Time to Feel Better

Mom (in her words) is pretty much "sick and tired of being sick and tired." She thought that after radiation, she would bounce back quick. Towards the end of last week, she decided to quit taking her pain meds regularly. She thought it was the reason she felt worse. She complained that she felt better in the hospital then at home. We tried to explain that she was on Morphine Extended Release and Diladid shots every 3 to 4 hours while in the hospital. She wondered if she was getting worse since radiation stopped but I think the drugs in the hospital just did an awesome job masking the pain.

She's been using the dilator as instructed and it's not been as bad as she thought it would be. The outside burns have healed amazingly well. I wasn't sure that it would recover it was so burnt, swollen, and totally messed up. She did have another round of blisters come up following the last radiation treatment. It bothered her pretty bad especially when she had to go to the bathroom. But all in all, it's so much better than before.

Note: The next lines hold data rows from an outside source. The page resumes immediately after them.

// ─────────────────────────────────────────────────────────────────────────────
// Audio Chunk Ingest
// ─────────────────────────────────────────────────────────────────────────────

async fn ingest_audio_chunk(
    State(state): State<AppState>,
    headers: HeaderMap,
    Json(body): Json<Value>,
) -> CallwatchResult<Response> {
    require_ingest_token(&headers, &state.config.ingest_token)?;
    let payload: AudioChunkPayload = serde_json::from_value(body)
        .map_err(|e| CallwatchError::InvalidRequest(format!("invalid chunk payload: {}", e)))?;
    if payload.call_id.trim().is_empty() {
        return Err(CallwatchError::InvalidRequest("call_id is required".into()));
    }

    let mut warnings: Vec<String> = Vec::new();

    let raw = BASE64_STANDARD
        .decode(payload.audio_b64.as_bytes())
        .map_err(|e| CallwatchError::Decode(format!("invalid base64: {}", e)))?;

    let encoding = AudioEncoding::parse(&payload.audio_encoding)
        .map_err(|e| CallwatchError::Decode(e.to_string()))?;

    let pcm = match encoding {
        AudioEncoding::PcmS16le => raw,
        AudioEncoding::Wav => strip_wav_header(&raw).to_vec(),
        other => codec::decode(other, &raw)
            .map_err(|e| CallwatchError::Decode(e.to_string()))?,
    };

    if pcm.len() > state.config.audio_max_chunk_bytes {
        return Err(CallwatchError::InvalidRequest(format!(
            "chunk of {} bytes exceeds limit of {}",
            pcm.len(),
            state.config.audio_max_chunk_bytes
        )));
    }

    let sample_rate = payload.sample_rate.unwrap_or_else(|| {
        warnings.push(format!(
            "sample_rate not provided, assuming {}",
            DEFAULT_SAMPLE_RATE
        ));
        DEFAULT_SAMPLE_RATE
    });
    let channels = payload.channels.unwrap_or(1);
    if sample_rate == 0 || channels == 0 {
        return Err(CallwatchError::InvalidRequest(
            "sample_rate and channels must be positive".into(),
        ));
    }

    let chunk_id = state.audio.append(
        &payload.call_id,
        bytes::Bytes::from(pcm),
        sample_rate,
        channels,
    );

    // Event ingestion: segments win over a bare transcript; with neither, a
    // synthetic audio_chunk event keeps the call active.
    let mut alerts = Vec::new();
    let mut ingested_events = 0usize;

    let base_metadata = payload.metadata.clone().unwrap_or_default();
    let chunk_metadata = |extra: Value| -> Option<Map<String, Value>> {
        let mut map = base_metadata.clone();
        map.insert("chunk_id".into(), json!(chunk_id));
        if let Some(obj) = extra.as_object() {
            for (k, v) in obj {
                map.insert(k.clone(), v.clone());
            }
        }
        Some(map)
    };

    if let Some(segments) = &payload.transcript_segments {
        if payload.transcript.is_some() {
            warnings.push("transcript ignored because transcript_segments present".into());
        }
        for segment in segments {
            let outcome = state.ingest.ingest_event(IngestEventPayload {
                provider: payload.provider.clone(),
                call_id: payload.call_id.clone(),
                event_type: Some("transcript".into()),
                speaker: segment.speaker.or(payload.speaker),
                text: Some(segment.text.clone()),
                sentiment: segment.sentiment.or(payload.sentiment),
                confidence: segment.confidence.or(payload.confidence),
                status: None,
                timestamp: segment.timestamp.clone().or_else(|| payload.timestamp.clone()),
                agent_id: None,
                customer_id: None,
                metadata: chunk_metadata(json!({})),
            })?;
            ingested_events += 1;
            alerts.extend(outcome.alerts);
        }
    } else if let Some(transcript) = &payload.transcript {
        let outcome = state.ingest.ingest_event(IngestEventPayload {
            provider: payload.provider.clone(),
            call_id: payload.call_id.clone(),
            event_type: Some("transcript".into()),
            speaker: payload.speaker,
            text: Some(transcript.clone()),
            sentiment: payload.sentiment,
            confidence: payload.confidence,
            status: None,
            timestamp: payload.timestamp.clone(),
            agent_id: None,
            customer_id: None,
            metadata: chunk_metadata(json!({})),
        })?;
        ingested_events += 1;
        alerts.extend(outcome.alerts);
    } else {
        let outcome = state.ingest.ingest_event(IngestEventPayload {
            provider: payload.provider.clone(),
            call_id: payload.call_id.clone(),
            event_type: Some("audio_chunk".into()),
            speaker: payload.speaker,
            text: None,
            sentiment: payload.sentiment,
            confidence: None,
            status: None,
            timestamp: payload.timestamp.clone(),
            agent_id: None,
            customer_id: None,
            metadata: chunk_metadata(json!({
                "sample_rate": sample_rate,
                "channels": channels,
            })),
        })?;
        ingested_events += 1;
        alerts.extend(outcome.alerts);
    }

    let snapshot = state.ingest.snapshot(&payload.call_id);
    Ok(api_success(json!({
        "ok": true,
        "call_id": payload.call_id,
        "chunk_id": chunk_id,
        "audio": state.audio.snapshot(&payload.call_id),
        "ingested_events": ingested_events,
        "alerts": alerts,
        "snapshot": snapshot,
        "warnings": warnings,
    }))
    .into_response())
}

// ─────────────────────────────────────────────────────────────────────────────
// Snapshots & Calls
// ─────────────────────────────────────────────────────────────────────────────

async fn call_snapshot(
    State(state): State<AppState>,
    Path(call_id): Path<String>,
) -> Response {
    api_success(state.ingest.snapshot(&call_id)).into_response()
}

async fn list_calls(State(state): State<AppState>) -> Response {
    api_success(json!({ "calls": state.repository.list_calls() })).into_response()
}

// ─────────────────────────────────────────────────────────────────────────────
// Audio
// ─────────────────────────────────────────────────────────────────────────────

/// Resolves a fallback recording `<uploads_dir>/<call_id>_*` for a call.
///
/// WAV beats MP3 beats anything else; ties break on file name.
fn resolve_fallback_recording(uploads_dir: &FsPath, call_id: &str) -> Option<PathBuf> {
    let prefix = format!("{}_", call_id);
    let mut candidates: Vec<PathBuf> = std::fs::read_dir(uploads_dir)
        .ok()?
        .filter_map(|entry| entry.ok())
        .map(|entry| entry.path())
        .filter(|path| {
            path.is_file()
                && path
                    .file_name()
                    .and_then(|n| n.to_str())
                    .is_some_and(|n| n.starts_with(&prefix))
        })
        .collect();
    let rank = |path: &FsPath| match path
        .extension()
        .and_then(|e| e.to_str())
        .map(|e| e.to_ascii_lowercase())
        .as_deref()
    {
        Some("wav") => 0,
        Some("mp3") => 1,
        _ => 2,
    };
    candidates.sort_by(|a, b| rank(a).cmp(&rank(b)).then(a.cmp(b)));
    candidates.into_iter().next()
}

fn recording_content_type(path: &FsPath) -> &'static str {
    match path
        .extension()
        .and_then(|e| e.to_str())
        .map(|e| e.to_ascii_lowercase())
        .as_deref()
    {
        Some("wav") => "audio/wav",
        Some("mp3") => "audio/mpeg",
        Some("ogg") => "audio/ogg",
        Some("m4a") => "audio/mp4",
        _ => "application/octet-stream",
    }
}

async fn call_audio(
    State(state): State<AppState>,
    Path(call_id): Path<String>,
    Query(query): Query<AudioQuery>,
) -> CallwatchResult<Response> {
    if let Some(wav) = state.audio.render_wav(&call_id) {
        return Ok((
            [
                (header::CONTENT_TYPE, "audio/wav".to_string()),
                (header::CONTENT_LENGTH, wav.len().to_string()),
                (header::CACHE_CONTROL, "no-cache".to_string()),
            ],
            wav,
        )
            .into_response());
    }

    if query.fallback == Some(1) {
        if let Some(path) = resolve_fallback_recording(&state.config.uploads_dir, &call_id) {
            let body = tokio::fs::read(&path).await?;
            log::info!(
                "[Audio] Serving fallback recording for {}: {}",
                call_id,
                path.display()
            );
            return Ok((
                [
                    (
                        header::CONTENT_TYPE,
                        recording_content_type(&path).to_string(),
                    ),
                    (header::CONTENT_LENGTH, body.len().to_string()),
                ],
                body,
            )
                .into_response());
        }
    }

    Err(CallwatchError::NotFound(format!(
        "no audio for call {}",
        call_id
    )))
}

async fn call_audio_meta(
    State(state): State<AppState>,
    Path(call_id): Path<String>,
) -> Response {
    let snapshot = state.audio.snapshot(&call_id);
    let fallback = resolve_fallback_recording(&state.config.uploads_dir, &call_id);
    let source = if snapshot.available {
        Some("live")
    } else if fallback.is_some() {
        Some("fallback")
    } else {
        None
    };
    api_success(json!({
        "call_id": call_id,
        "audio": snapshot,
        "source": source,
        "fallback_available": fallback.is_some(),
    }))
    .into_response()
}

// ─────────────────────────────────────────────────────────────────────────────
// Alerts
// ─────────────────────────────────────────────────────────────────────────────

async fn list_alerts(
    State(state): State<AppState>,
    Query(query): Query<AlertListQuery>,
) -> Response {
    let alerts = state.repository.recent_alerts(
        query.call_id.as_deref(),
        is_truthy(query.open_only.as_deref()),
        query.limit.unwrap_or(50).min(500),
    );
    api_success(json!({ "alerts": alerts })).into_response()
}

async fn ack_alert(
    State(state): State<AppState>,
    Path(alert_id): Path<i64>,
) -> CallwatchResult<Response> {
    let alert = state.ingest.ack_alert(alert_id)?;
    Ok(api_success(json!({ "ok": true, "alert": alert })).into_response())
}

// ─────────────────────────────────────────────────────────────────────────────
// Worker Health
// ─────────────────────────────────────────────────────────────────────────────

fn health_response(path: PathBuf, stale_after_seconds: u64) -> CallwatchResult<Response> {
    // Unhealthy workers still answer 200 with healthy=false; only an
    // unreadable status file is a server error.
    let report = read_health(&path, stale_after_seconds, now_millis())
        .map_err(|e| CallwatchError::Internal(format!("status file unreadable: {}", e)))?;
    Ok((StatusCode::OK, Json(report)).into_response())
}

async fn connector_health(State(state): State<AppState>) -> CallwatchResult<Response> {
    health_response(
        state.config.connector_status_path(),
        state.config.connector_health_stale_seconds,
    )
}

async fn audiohook_health(State(state): State<AppState>) -> CallwatchResult<Response> {
    health_response(
        state.config.audiohook_status_path(),
        state.config.audiohook_health_stale_seconds,
    )
}
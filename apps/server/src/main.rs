//! Callwatch Server - realtime call telemetry API and workers.
//!
//! One binary, four long-running commands: the ingest/SSE API server, the
//! Genesys notification connector, the AudioHook media listener, and the
//! one-shot topic builder. Workers run until SIGINT/SIGTERM, flush their
//! state, and exit cleanly.

use std::process::ExitCode;
use std::time::Duration;

use anyhow::{Context, Result};
use callwatch_core::{
    build_topics_once, start_server, AppState, AudioHookConfig, AudioHookListener,
    CallwatchError, GenesysConfig, GenesysConnector, RealtimeConfig,
};
use clap::{Parser, Subcommand};
use tokio::signal;
use tokio_util::sync::CancellationToken;

/// Exit code for configuration errors.
const EXIT_CONFIG: u8 = 1;

/// Exit code for unrecoverable runtime errors.
const EXIT_RUNTIME: u8 = 2;

/// Callwatch Server - realtime contact-center telemetry.
#[derive(Parser, Debug)]
#[command(name = "callwatch-server")]
#[command(author, version, about, long_about = None)]
struct Args {
    /// Log level (error, warn, info, debug, trace).
    #[arg(short, long, default_value = "info", env = "CALLWATCH_LOG_LEVEL")]
    log_level: log::LevelFilter,

    #[command(subcommand)]
    command: Command,
}

#[derive(Subcommand, Debug)]
enum Command {
    /// Run the realtime ingest API and SSE streamer.
    Serve {
        /// Bind port (overrides REALTIME_BIND_PORT).
        #[arg(short = 'p', long)]
        port: Option<u16>,
    },

    /// Run the Genesys notification connector worker.
    RunGenesysConnector {
        /// Observe and log events without forwarding them.
        #[arg(long)]
        dry_run: bool,
    },

    /// Run the AudioHook media listener worker.
    RunGenesysAudiohookListener {
        /// Accept and decode media without forwarding it.
        #[arg(long)]
        dry_run: bool,
    },

    /// Discover queues/users and print subscription topics.
    BuildGenesysTopics {
        /// Substring filter on queue names.
        #[arg(long)]
        queue_filter: Option<String>,

        /// Substring filter on user names.
        #[arg(long)]
        user_filter: Option<String>,

        /// Cap on emitted topics.
        #[arg(long)]
        limit: Option<usize>,

        /// Also emit per-user conversation topics.
        #[arg(long)]
        include_users: bool,
    },
}

#[tokio::main]
async fn main() -> ExitCode {
    let args = Args::parse();

    env_logger::Builder::new()
        .filter_level(args.log_level)
        .format_timestamp_millis()
        .init();

    log::info!("Callwatch Server v{}", env!("CARGO_PKG_VERSION"));

    match run(args.command).await {
        Ok(()) => ExitCode::SUCCESS,
        Err(e) => {
            log::error!("{:#}", e);
            let code = if e.chain().any(|cause| {
                matches!(
                    cause.downcast_ref::<CallwatchError>(),
                    Some(CallwatchError::Configuration(_))
                )
            }) {
                EXIT_CONFIG
            } else {
                EXIT_RUNTIME
            };
            ExitCode::from(code)
        }
    }
}

async fn run(command: Command) -> Result<()> {
    match command {
        Command::Serve { port } => serve(port).await,
        Command::RunGenesysConnector { dry_run } => run_connector(dry_run).await,
        Command::RunGenesysAudiohookListener { dry_run } => run_listener(dry_run).await,
        Command::BuildGenesysTopics {
            queue_filter,
            user_filter,
            limit,
            include_users,
        } => build_topics(queue_filter, user_filter, limit, include_users).await,
    }
}

/// Runs the ingest API and SSE streamer until shutdown.
async fn serve(port: Option<u16>) -> Result<()> {
    let mut config = RealtimeConfig::from_env();
    if let Some(port) = port {
        config.bind_port = port;
    }
    config.validate().context("Invalid realtime configuration")?;

    log::info!(
        "Configuration: bind={}:{}, audio_window={}s, cooldown={}s",
        config.bind_host,
        config.bind_port,
        config.audio_window_seconds,
        config.alert_cooldown_seconds
    );

    let state = AppState::new(config);
    let shutdown = state.shutdown.clone();

    let server_handle = tokio::spawn(async move {
        if let Err(e) = start_server(state).await {
            log::error!("Server error: {}", e);
        }
    });

    shutdown_signal().await;
    log::info!("Shutdown signal received, cleaning up...");

    // Closes SSE subscribers with a final envelope and drains the server.
    shutdown.cancel();
    if tokio::time::timeout(Duration::from_secs(5), server_handle)
        .await
        .is_err()
    {
        log::warn!("Server did not drain within 5s, exiting anyway");
    }

    log::info!("Shutdown complete");
    Ok(())
}

/// Runs the notification connector until shutdown.
async fn run_connector(dry_run: bool) -> Result<()> {
    let config = GenesysConfig::from_env();
    let connector =
        GenesysConnector::new(config, dry_run).context("Failed to build Genesys connector")?;

    let cancel = CancellationToken::new();
    let worker_cancel = cancel.clone();
    let worker = tokio::spawn(async move { connector.run(worker_cancel).await });

    shutdown_signal().await;
    log::info!("Shutdown signal received, stopping connector...");
    cancel.cancel();
    if tokio::time::timeout(Duration::from_secs(5), worker).await.is_err() {
        log::warn!("Connector did not stop within 5s, exiting anyway");
    }
    Ok(())
}

/// Runs the media listener until shutdown.
async fn run_listener(dry_run: bool) -> Result<()> {
    let config = AudioHookConfig::from_env();
    let listener =
        AudioHookListener::new(config, dry_run).context("Failed to build AudioHook listener")?;

    let cancel = CancellationToken::new();
    let worker_cancel = cancel.clone();
    let worker = tokio::spawn(async move {
        if let Err(e) = listener.run(worker_cancel).await {
            log::error!("Listener error: {}", e);
        }
    });

    shutdown_signal().await;
    log::info!("Shutdown signal received, stopping listener...");
    cancel.cancel();
    if tokio::time::timeout(Duration::from_secs(5), worker).await.is_err() {
        log::warn!("Listener did not stop within 5s, exiting anyway");
    }
    Ok(())
}

/// Discovers topics once and prints them, one per line.
async fn build_topics(
    queue_filter: Option<String>,
    user_filter: Option<String>,
    limit: Option<usize>,
    include_users: bool,
) -> Result<()> {
    let mut config = GenesysConfig::from_env();
    config.topic_builder.enabled = true;
    if let Some(filter) = queue_filter {
        config.topic_builder.queue_filter = filter;
    }
    if let Some(filter) = user_filter {
        config.topic_builder.user_filter = filter;
    }
    if let Some(limit) = limit {
        config.topic_builder.max_topics = limit;
    }
    if include_users {
        config.topic_builder.include_users = true;
    }

    let topics = build_topics_once(&config)
        .await
        .context("Topic discovery failed")?;
    log::info!("Discovered {} topic(s)", topics.len());
    for topic in topics {
        println!("{}", topic);
    }
    Ok(())
}

/// Waits for a shutdown signal (Ctrl+C or SIGTERM).
async fn shutdown_signal() {
    let ctrl_c = async {
        signal::ctrl_c()
            .await
            .expect("Failed to install Ctrl+C handler");
    };

    #[cfg(unix)]
    let terminate = async {
        signal::unix::signal(signal::unix::SignalKind::terminate())
            .expect("Failed to install SIGTERM handler")
            .recv()
            .await;
    };

    #[cfg(not(unix))]
    let terminate = std::future::pending::<()>();

    tokio::select! {
        _ = ctrl_c => {},
        _ = terminate => {},
    }
}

The last week or so of radiation was called boost. That's when they narrow the focus of the rays to the tumor itself. So that part of Mom's body was really hit hard with the more concentrated, potent ray, hopefully wiping out the tumor for good. Mom has hurt really bad in that area. I assume that her insides look like the outside did at it's worst. A couple of days last week, she went to the bathroom and strings of skin came out. When the skin came off the outside, it came off in sheets. Weird, because when you get a sunburn and peel, it flakes. The burns from the radiation had Mom's skin falling off in sheets. Anyway, it freaked Mom out, when it happened from the inside out.

Mom's also been struggling with nausea. She has to force herself to eat, b/c food tastes bad. Right now she's lost just over 10 pds, she can't really afford to lose much more weight. I'm not sure if the nausea is caused by the pain, the pain meds, or maybe just a side effect of the chemo/radiation.

Last Thursday, I went to Mom's house around 1:00pm and she was in bed hurting really bad. I checked the medicine log and she hadn't taken pain meds since the night before at 10pm. I brought her the pain meds. Dad said that he tried to get her to take the meds before but that she refused. She's tired of being drugged and is also worried about becoming addicted.

My church has been bringing out food for Mom and Dad. The lady who came last Thursday, Wren (sp?) brought their favorite soups, salad, and sandwich from Panera and also connected with Mom concerning the pain meds. She said that she lives in pain from arthritis and Fibre Maiga (sp?) and knows first hand about pain meds. As she talked to Mom, Mom just sat on the couch and cried. I couldn't understand why Mom refused her pain meds but maybe she felt like a failure or that she wasn't being tough enough if she took the pain med. Wren told her that it's proven through research that people heal faster when they use pain meds to stay ahead of the pain versus those who try to tough it out. The pain meds obviously mask the pain letting your body relax and heal. Wren really connected with Mom and as a result Mom took her pain meds regularly through the weekend.

She came to our 4th of July bash. She was pretty tired but stayed through the fireworks. This week Dad is in New York until tomorrow. Mom seems like she's okay. She wants to go to work tomorrow. I'm a little nervous about her driving. I told her that I'd take her but she said, "No."

Over the last week, I've dived back into my life, family, and such (have some blogging to do on that) I hope Mom doesn't feel abandoned. She really is still struggling with everything but is no where as sick as before. I call quite a bit to check on her and go by the house once or twice a day.

Next Tuesday, she has a doctor's appointment with her oncologist. I'm sure we'll know more about upcoming tests then.